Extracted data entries
"""

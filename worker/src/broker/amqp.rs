//! RabbitMQ transport built on lapin.

use async_trait::async_trait;
use futures::stream::{BoxStream, StreamExt};
use lapin::{
    options::{
        BasicAckOptions, BasicConsumeOptions, BasicNackOptions, BasicPublishOptions,
        BasicQosOptions, QueueDeclareOptions,
    },
    types::FieldTable,
    BasicProperties, Channel, Connection, ConnectionProperties,
};
use tracing::info;

use super::{BrokerChannel, BrokerConnection, BrokerError, Connector, Delivery, QueueOptions};
use crate::config::BrokerConfig;

/// Connects to RabbitMQ using host, port and credentials from [`BrokerConfig`].
#[derive(Debug, Clone)]
pub struct AmqpConnector {
    config: BrokerConfig,
}

impl AmqpConnector {
    pub fn new(config: BrokerConfig) -> Self {
        Self { config }
    }
}

#[async_trait]
impl Connector for AmqpConnector {
    type Connection = Connection;

    async fn connect(&self) -> Result<Connection, BrokerError> {
        let url = self
            .config
            .amqp_url()
            .map_err(|e| BrokerError::Connection(format!("invalid broker address: {e}")))?;

        info!(
            host = %self.config.host,
            port = self.config.port,
            vhost = %self.config.vhost,
            "rabbitmq_connecting"
        );

        let conn = Connection::connect(url.as_str(), ConnectionProperties::default())
            .await
            .map_err(|e| BrokerError::Connection(e.to_string()))?;

        info!("rabbitmq_connected");
        Ok(conn)
    }
}

#[async_trait]
impl BrokerConnection for Connection {
    type Channel = Channel;

    async fn create_channel(&self) -> Result<Channel, BrokerError> {
        Connection::create_channel(self)
            .await
            .map_err(|e| BrokerError::Channel(e.to_string()))
    }

    fn is_open(&self) -> bool {
        self.status().connected()
    }

    async fn close(&self) -> Result<(), BrokerError> {
        Connection::close(self, 200, "Normal shutdown")
            .await
            .map_err(|e| BrokerError::Connection(e.to_string()))
    }
}

#[async_trait]
impl BrokerChannel for Channel {
    type Deliveries = BoxStream<'static, Result<Delivery, BrokerError>>;

    async fn queue_declare(&self, queue: &str, options: QueueOptions) -> Result<(), BrokerError> {
        Channel::queue_declare(
            self,
            queue,
            QueueDeclareOptions {
                durable: options.durable,
                exclusive: options.exclusive,
                auto_delete: options.auto_delete,
                ..Default::default()
            },
            FieldTable::default(),
        )
        .await
        .map(|_| ())
        .map_err(channel_error)
    }

    async fn basic_qos(&self, prefetch_count: u16) -> Result<(), BrokerError> {
        Channel::basic_qos(self, prefetch_count, BasicQosOptions::default())
            .await
            .map_err(channel_error)
    }

    async fn basic_publish(&self, queue: &str, body: &[u8]) -> Result<(), BrokerError> {
        // No confirm mode is enabled, so the returned confirmation is not awaited.
        Channel::basic_publish(
            self,
            "",
            queue,
            BasicPublishOptions::default(),
            body,
            BasicProperties::default().with_content_type("application/json".into()),
        )
        .await
        .map(|_confirm| ())
        .map_err(channel_error)
    }

    async fn basic_consume(
        &self,
        queue: &str,
        consumer_tag: &str,
    ) -> Result<Self::Deliveries, BrokerError> {
        let consumer = Channel::basic_consume(
            self,
            queue,
            consumer_tag,
            BasicConsumeOptions::default(),
            FieldTable::default(),
        )
        .await
        .map_err(channel_error)?;

        Ok(consumer
            .map(|delivery| {
                delivery
                    .map(|d| Delivery {
                        delivery_tag: d.delivery_tag,
                        redelivered: d.redelivered,
                        data: d.data,
                    })
                    .map_err(|e| BrokerError::Delivery(e.to_string()))
            })
            .boxed())
    }

    async fn basic_ack(&self, delivery_tag: u64) -> Result<(), BrokerError> {
        Channel::basic_ack(self, delivery_tag, BasicAckOptions::default())
            .await
            .map_err(channel_error)
    }

    async fn basic_nack(&self, delivery_tag: u64, requeue: bool) -> Result<(), BrokerError> {
        Channel::basic_nack(
            self,
            delivery_tag,
            BasicNackOptions {
                requeue,
                ..Default::default()
            },
        )
        .await
        .map_err(channel_error)
    }

    async fn close(&self) -> Result<(), BrokerError> {
        Channel::close(self, 200, "Normal shutdown")
            .await
            .map_err(channel_error)
    }
}

fn channel_error(e: lapin::Error) -> BrokerError {
    BrokerError::Channel(e.to_string())
}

"""

■ **Aim of the task**
Show each line in the entries that holds the string "close".

■ **Output below**
    async fn close(&self) -> Result<(), BrokerError> {
        Connection::close(self, 200, "Normal shutdown")
    async fn close(&self) -> Result<(), BrokerError> {
        Channel::close(self, 200, "Normal shutdown")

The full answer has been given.